• YOUR TASK:
Your task is to find every line of the listing that includes "Result" and copy it.

• RECORDS TO PROCESS:
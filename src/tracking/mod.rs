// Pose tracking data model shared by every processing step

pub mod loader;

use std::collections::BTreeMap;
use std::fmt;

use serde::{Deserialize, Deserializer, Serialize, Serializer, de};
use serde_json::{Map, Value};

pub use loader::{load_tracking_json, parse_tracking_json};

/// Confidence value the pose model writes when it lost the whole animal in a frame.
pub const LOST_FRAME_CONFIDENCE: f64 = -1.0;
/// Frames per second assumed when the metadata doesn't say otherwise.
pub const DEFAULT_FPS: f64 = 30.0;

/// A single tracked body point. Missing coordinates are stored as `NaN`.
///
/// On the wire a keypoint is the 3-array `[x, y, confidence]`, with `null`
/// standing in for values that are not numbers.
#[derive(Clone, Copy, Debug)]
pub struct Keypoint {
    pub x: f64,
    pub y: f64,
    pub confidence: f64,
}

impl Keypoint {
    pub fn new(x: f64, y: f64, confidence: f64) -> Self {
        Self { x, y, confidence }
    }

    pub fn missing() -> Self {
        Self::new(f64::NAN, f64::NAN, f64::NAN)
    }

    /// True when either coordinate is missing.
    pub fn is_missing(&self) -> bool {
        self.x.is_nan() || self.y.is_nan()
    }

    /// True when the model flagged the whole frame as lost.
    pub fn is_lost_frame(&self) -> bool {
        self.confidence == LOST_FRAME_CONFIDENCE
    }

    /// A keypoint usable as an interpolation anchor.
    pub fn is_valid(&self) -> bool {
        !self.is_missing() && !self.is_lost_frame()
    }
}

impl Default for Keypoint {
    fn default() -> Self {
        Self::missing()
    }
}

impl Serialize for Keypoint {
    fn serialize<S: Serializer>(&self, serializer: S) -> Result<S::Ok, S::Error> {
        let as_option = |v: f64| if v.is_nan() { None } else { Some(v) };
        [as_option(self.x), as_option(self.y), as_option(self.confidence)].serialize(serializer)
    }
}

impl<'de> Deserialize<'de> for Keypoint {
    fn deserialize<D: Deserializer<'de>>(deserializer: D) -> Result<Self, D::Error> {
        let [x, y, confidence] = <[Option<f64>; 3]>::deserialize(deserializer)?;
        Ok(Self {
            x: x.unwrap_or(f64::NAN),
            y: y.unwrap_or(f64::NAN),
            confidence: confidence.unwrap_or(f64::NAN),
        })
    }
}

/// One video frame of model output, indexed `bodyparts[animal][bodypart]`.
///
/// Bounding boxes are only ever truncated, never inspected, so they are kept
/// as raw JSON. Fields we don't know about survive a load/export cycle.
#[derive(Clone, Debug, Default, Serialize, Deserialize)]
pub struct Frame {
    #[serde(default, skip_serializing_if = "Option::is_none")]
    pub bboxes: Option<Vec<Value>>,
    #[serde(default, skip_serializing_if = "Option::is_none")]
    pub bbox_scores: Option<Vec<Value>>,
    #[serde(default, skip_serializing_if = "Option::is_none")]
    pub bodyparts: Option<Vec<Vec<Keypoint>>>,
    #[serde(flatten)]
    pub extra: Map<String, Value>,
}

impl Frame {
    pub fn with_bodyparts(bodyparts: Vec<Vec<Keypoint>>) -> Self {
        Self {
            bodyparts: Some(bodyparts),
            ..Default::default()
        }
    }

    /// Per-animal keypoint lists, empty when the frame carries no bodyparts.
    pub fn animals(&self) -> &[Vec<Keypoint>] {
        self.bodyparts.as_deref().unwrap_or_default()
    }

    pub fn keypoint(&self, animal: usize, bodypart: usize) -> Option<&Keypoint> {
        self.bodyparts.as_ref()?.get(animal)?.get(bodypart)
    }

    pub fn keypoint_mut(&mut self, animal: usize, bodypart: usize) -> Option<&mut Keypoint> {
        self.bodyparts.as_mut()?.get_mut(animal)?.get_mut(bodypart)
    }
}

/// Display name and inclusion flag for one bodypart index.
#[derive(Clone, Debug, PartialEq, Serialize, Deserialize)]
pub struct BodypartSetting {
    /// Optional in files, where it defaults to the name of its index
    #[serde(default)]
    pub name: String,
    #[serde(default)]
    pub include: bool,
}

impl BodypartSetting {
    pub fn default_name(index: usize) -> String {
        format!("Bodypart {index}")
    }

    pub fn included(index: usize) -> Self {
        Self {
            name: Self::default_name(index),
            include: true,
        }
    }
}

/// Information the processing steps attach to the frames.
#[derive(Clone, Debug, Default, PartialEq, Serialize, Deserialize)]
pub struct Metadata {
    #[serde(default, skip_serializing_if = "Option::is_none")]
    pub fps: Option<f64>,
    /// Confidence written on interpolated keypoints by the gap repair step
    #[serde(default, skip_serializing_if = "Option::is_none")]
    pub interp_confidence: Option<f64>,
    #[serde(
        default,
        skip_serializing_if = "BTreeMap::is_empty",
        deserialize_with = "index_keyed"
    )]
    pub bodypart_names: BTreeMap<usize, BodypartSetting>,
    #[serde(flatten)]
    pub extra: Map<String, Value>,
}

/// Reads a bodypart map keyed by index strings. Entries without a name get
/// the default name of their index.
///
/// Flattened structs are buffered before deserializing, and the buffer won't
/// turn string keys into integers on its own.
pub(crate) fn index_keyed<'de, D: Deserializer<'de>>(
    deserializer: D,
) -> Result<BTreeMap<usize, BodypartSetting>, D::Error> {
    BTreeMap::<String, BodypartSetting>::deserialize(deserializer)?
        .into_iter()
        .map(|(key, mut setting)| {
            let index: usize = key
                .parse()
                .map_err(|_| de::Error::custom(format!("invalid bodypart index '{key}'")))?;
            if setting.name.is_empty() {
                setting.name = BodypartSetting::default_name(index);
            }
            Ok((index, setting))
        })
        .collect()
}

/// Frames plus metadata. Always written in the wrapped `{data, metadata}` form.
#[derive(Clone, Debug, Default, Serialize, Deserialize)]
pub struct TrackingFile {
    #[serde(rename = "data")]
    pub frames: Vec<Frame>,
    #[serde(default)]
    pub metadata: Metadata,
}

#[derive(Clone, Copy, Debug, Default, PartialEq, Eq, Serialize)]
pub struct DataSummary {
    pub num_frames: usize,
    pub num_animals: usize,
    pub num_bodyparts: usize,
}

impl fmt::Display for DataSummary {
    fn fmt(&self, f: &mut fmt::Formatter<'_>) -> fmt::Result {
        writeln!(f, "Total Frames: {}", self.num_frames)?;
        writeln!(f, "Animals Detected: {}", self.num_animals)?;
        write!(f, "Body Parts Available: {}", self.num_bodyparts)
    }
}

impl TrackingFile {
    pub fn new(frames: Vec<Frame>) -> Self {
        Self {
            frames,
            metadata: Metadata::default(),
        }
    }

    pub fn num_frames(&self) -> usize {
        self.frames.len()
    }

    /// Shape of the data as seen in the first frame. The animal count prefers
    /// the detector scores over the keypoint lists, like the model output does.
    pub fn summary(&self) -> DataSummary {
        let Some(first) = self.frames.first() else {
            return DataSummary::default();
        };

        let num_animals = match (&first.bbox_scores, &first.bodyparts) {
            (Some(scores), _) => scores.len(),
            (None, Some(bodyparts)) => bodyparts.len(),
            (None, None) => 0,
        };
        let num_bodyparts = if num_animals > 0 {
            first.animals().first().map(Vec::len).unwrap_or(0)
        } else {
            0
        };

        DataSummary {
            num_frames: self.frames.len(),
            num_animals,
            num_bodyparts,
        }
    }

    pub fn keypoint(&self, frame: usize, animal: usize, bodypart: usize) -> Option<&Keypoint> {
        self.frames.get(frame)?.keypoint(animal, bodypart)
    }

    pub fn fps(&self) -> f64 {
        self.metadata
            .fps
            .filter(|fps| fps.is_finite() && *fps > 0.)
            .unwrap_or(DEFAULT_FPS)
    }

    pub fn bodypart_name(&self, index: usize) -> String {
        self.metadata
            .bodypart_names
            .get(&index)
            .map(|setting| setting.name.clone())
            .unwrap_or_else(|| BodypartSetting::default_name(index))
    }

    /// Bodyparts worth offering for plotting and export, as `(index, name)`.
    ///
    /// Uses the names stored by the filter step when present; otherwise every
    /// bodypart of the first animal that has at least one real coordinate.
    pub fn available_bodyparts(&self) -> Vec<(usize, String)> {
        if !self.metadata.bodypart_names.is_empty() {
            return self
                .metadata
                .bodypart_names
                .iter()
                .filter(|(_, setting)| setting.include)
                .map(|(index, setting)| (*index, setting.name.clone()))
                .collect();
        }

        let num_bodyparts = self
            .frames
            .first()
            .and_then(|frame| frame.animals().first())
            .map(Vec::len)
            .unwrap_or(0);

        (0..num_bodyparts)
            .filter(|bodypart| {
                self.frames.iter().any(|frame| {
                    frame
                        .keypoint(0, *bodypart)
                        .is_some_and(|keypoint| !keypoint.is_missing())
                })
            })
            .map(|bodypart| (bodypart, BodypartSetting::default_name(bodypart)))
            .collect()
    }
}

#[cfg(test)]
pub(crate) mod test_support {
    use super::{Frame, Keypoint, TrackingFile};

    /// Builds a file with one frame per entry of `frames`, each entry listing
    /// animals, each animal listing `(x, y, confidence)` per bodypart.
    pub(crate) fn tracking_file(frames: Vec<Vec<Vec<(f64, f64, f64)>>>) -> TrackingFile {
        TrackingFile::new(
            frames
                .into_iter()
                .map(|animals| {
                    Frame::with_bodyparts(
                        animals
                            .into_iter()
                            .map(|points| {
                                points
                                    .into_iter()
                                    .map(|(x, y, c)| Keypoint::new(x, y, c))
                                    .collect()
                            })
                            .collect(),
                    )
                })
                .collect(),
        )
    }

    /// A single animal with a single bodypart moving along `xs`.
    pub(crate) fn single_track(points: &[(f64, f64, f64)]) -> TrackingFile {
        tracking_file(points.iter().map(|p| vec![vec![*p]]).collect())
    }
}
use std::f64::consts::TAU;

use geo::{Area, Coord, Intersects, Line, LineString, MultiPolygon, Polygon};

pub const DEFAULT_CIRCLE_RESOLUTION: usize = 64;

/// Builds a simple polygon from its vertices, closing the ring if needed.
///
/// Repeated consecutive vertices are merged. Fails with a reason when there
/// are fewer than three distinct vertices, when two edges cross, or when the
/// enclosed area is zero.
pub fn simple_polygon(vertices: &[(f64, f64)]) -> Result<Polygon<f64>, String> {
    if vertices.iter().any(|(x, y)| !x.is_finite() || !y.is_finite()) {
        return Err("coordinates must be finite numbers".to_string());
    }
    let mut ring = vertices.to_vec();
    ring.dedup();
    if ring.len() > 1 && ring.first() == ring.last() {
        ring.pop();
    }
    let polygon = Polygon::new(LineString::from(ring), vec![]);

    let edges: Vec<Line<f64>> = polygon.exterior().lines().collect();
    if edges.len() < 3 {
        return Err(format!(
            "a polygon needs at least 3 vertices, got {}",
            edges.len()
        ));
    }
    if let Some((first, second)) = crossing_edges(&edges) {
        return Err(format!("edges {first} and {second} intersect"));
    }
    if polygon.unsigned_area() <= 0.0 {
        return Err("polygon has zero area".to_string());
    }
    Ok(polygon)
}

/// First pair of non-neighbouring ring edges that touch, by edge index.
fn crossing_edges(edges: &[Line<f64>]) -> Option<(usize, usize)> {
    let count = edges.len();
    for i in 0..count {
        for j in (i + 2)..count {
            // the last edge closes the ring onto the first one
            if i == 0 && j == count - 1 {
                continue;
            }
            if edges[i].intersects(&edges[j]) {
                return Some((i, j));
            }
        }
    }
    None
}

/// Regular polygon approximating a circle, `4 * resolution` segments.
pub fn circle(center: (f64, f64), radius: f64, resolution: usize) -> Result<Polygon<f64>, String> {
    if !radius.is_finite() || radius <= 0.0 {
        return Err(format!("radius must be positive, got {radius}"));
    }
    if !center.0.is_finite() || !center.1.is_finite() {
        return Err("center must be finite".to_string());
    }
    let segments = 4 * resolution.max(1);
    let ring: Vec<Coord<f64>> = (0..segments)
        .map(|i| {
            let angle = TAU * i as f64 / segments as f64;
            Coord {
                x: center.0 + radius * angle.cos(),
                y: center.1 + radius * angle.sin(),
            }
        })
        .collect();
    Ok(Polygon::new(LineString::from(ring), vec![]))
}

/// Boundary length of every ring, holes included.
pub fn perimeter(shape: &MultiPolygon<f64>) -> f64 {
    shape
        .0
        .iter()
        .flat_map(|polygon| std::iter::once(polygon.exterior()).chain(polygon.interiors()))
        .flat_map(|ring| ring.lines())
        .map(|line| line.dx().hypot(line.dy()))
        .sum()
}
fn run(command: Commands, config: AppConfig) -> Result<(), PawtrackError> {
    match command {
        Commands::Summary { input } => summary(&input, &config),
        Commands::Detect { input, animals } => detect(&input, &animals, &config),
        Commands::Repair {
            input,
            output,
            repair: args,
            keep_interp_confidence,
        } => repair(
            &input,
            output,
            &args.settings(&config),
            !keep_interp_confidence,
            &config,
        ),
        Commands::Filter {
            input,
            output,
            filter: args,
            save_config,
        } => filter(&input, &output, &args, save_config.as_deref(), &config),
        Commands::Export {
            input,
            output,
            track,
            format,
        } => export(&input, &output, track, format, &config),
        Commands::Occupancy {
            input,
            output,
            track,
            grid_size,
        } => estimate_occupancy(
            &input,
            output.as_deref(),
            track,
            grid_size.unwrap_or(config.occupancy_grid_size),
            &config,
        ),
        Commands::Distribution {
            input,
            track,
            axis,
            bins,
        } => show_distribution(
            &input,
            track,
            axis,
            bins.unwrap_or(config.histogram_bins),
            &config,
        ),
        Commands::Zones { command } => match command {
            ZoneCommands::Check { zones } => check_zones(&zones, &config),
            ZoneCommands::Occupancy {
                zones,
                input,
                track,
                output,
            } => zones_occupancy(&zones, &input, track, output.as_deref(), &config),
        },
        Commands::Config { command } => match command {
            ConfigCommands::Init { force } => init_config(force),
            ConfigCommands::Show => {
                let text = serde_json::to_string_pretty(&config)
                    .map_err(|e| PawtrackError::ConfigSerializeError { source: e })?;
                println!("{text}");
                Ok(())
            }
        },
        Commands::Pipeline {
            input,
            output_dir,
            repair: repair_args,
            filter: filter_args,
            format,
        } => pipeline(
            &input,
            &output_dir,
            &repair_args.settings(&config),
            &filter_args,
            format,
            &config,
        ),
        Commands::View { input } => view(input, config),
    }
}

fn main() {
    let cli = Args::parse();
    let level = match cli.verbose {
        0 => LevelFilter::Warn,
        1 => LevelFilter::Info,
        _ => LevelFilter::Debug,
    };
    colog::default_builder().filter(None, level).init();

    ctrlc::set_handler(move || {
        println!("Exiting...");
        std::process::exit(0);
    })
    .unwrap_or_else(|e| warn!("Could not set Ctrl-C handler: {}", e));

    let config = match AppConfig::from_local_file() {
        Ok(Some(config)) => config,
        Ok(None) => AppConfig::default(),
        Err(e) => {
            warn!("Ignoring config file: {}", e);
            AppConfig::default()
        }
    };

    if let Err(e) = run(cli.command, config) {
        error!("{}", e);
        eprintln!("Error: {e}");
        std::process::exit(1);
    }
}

• REPLY TO THE EXERCISE:
    fn serialize<S: Serializer>(&self, serializer: S) -> Result<S::Ok, S::Error> {
    fn deserialize<D: Deserializer<'de>>(deserializer: D) -> Result<Self, D::Error> {
) -> Result<BTreeMap<usize, BodypartSetting>, D::Error> {
    fn fmt(&self, f: &mut fmt::Formatter<'_>) -> fmt::Result {
pub fn simple_polygon(vertices: &[(f64, f64)]) -> Result<Polygon<f64>, String> {
pub fn circle(center: (f64, f64), radius: f64, resolution: usize) -> Result<Polygon<f64>, String> {
fn run(command: Commands, config: AppConfig) -> Result<(), PawtrackError> {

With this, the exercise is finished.